Em maio de 2023, a confirmação de que a influenza aviária (H5N1) circulava em território nacional oficializava uma verdadeira corrida contra o tempo. A estratégia era aplicar ações de combate o quanto antes, evitando que o vírus identificado em aves silvestres se espalhasse para as produções de aves comerciais. Um ano depois, as ações preventivas ainda se mostram efetivas, com a doença sob controle nas principais regiões produtores do país, entre elas o Rio Grande do Sul.
A grande preocupação era de que a contaminação, ao se espalhar para os aviários, afetasse uma fatia de negócio extremamente relevante para a economia brasileira, que exporta bilhões em carne de frango todo os anos. Basta um caso positivo para que o status sanitário do país inteiro seja alterado, com impacto em toda a cadeia avícola.
Chefe do Departamento de Vigilância e Defesa Sanitária Animal da Secretaria Estadual da Agricultura, Rosane Collares, lembra que as ações começaram a ser planejadas em conjunto com o Ministério da Agricultura assim que os primeiros casos do vírus passaram a rondar os países vizinhos da América do Sul.
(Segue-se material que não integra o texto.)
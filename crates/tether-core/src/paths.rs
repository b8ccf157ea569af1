use crate::error::Error;
use crate::pkg::manifest::MANIFEST_NAME;
use crate::version::SCHEMA_VERSION;
use std::path::{Path, PathBuf};

/// Environment variable overriding the tether home (cache) directory.
pub const HOME_ENV: &str = "TETHER_HOME";

/// Environment variable listing local source roots, separated like `PATH`.
pub const SOURCE_PATH_ENV: &str = "TETHER_PATH";

/// Name of the vendor directory inside a project.
pub const VENDOR_DIR: &str = "vendor";

/// Find the project root by walking up from `cwd` looking for the manifest.
///
/// # Errors
/// Returns [`Error::ProjectNotFound`] if no parent holds a manifest.
pub fn project_root(cwd: &Path) -> Result<PathBuf, Error> {
    let mut current = cwd.to_path_buf();

    loop {
        if current.join(MANIFEST_NAME).exists() {
            return Ok(current);
        }

        if !current.pop() {
            return Err(Error::ProjectNotFound {
                start: cwd.to_path_buf(),
                marker: MANIFEST_NAME,
            });
        }
    }
}

/// Get the tether home directory.
///
/// `TETHER_HOME` wins when set. Otherwise:
/// - Linux: `$XDG_CACHE_HOME/tether` or `~/.cache/tether`
/// - macOS: `~/Library/Caches/tether`
/// - Windows: `%LOCALAPPDATA%\tether`
#[must_use]
pub fn home_dir() -> PathBuf {
    if let Some(home) = std::env::var_os(HOME_ENV).filter(|v| !v.is_empty()) {
        return PathBuf::from(home);
    }

    dirs_next::cache_dir().map_or_else(
        || {
            dirs_next::home_dir().map_or_else(
                || PathBuf::from(".tether-cache"),
                |p| p.join(".cache").join("tether"),
            )
        },
        |p| p.join("tether"),
    )
}

/// Versioned cache directory under `home`.
#[must_use]
pub fn cache_dir(home: &Path) -> PathBuf {
    home.join("cache").join(format!("v{SCHEMA_VERSION}"))
}

/// Local source roots from `TETHER_PATH`, in declaration order.
///
/// Each root holds checkouts laid out by import path
/// (`<root>/github.com/org/repo/...`). Empty entries are dropped.
#[must_use]
pub fn source_roots() -> Vec<PathBuf> {
    std::env::var_os(SOURCE_PATH_ENV)
        .map(|v| {
            std::env::split_paths(&v)
                .filter(|p| !p.as_os_str().is_empty())
                .collect()
        })
        .unwrap_or_default()
}

/// First local source root holding a directory for `import_path`.
#[must_use]
pub fn find_local_source(roots: &[PathBuf], import_path: &str) -> Option<PathBuf> {
    roots
        .iter()
        .map(|root| root.join(import_path))
        .find(|candidate| candidate.is_dir())
}

#[cfg(test)]
mod tests {
    use super::*;
    use serial_test::serial;
    use std::fs;
    use tempfile::tempdir;

    #[test]
    fn test_find_local_source_first_match() {
        let a = tempdir().unwrap();
        let b = tempdir().unwrap();
        let pkg = "github.com/org/repo/sub";
        fs::create_dir_all(b.path().join(pkg)).unwrap();

        let roots = vec![a.path().to_path_buf(), b.path().to_path_buf()];
        assert_eq!(find_local_source(&roots, pkg), Some(b.path().join(pkg)));

        fs::create_dir_all(a.path().join(pkg)).unwrap();
        assert_eq!(find_local_source(&roots, pkg), Some(a.path().join(pkg)));

        assert_eq!(find_local_source(&roots, "github.com/none/here"), None);
    }

    #[test]
    fn test_project_root_walks_up() {
        let dir = tempdir().unwrap();
        fs::write(dir.path().join(MANIFEST_NAME), "{}").unwrap();
        let nested = dir.path().join("cmd").join("tool");
        fs::create_dir_all(&nested).unwrap();

        assert_eq!(project_root(&nested).unwrap(), dir.path());
    }

    #[test]
    fn test_project_root_missing() {
        let dir = tempdir().unwrap();
        let err = project_root(dir.path()).unwrap_err();
        assert_eq!(err.code(), "PROJECT_NOT_FOUND");
    }

    #[test]
    #[serial]
    fn test_home_dir_env_override() {
        std::env::set_var(HOME_ENV, "/tmp/tether-home-test");
        assert_eq!(home_dir(), PathBuf::from("/tmp/tether-home-test"));
        std::env::remove_var(HOME_ENV);
        assert_ne!(home_dir(), PathBuf::from("/tmp/tether-home-test"));
    }

    #[test]
    #[serial]
    fn test_source_roots_split() {
        let a = PathBuf::from("/src/a");
        let b = PathBuf::from("/src/b");
        let joined = std::env::join_paths([&a, &b]).unwrap();
        std::env::set_var(SOURCE_PATH_ENV, joined);
        assert_eq!(source_roots(), vec![a, b]);

        std::env::remove_var(SOURCE_PATH_ENV);
        assert!(source_roots().is_empty());
    }
}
Como os contágios envolviam aves silvestres migratórias, era questão tempo até que a doença adentrasse os limites do Estado.
Em 24 de maio, o primeiro caso foi detectado na lagoa Mangueira, próximo ao Uruguai, e um foco na Reserva do Taim. A partir dali, tendo em vista a alta patogenia do vírus e a relevância da produção gaúcha, os protocolos passaram a ser aplicados numa escala acima de rigor.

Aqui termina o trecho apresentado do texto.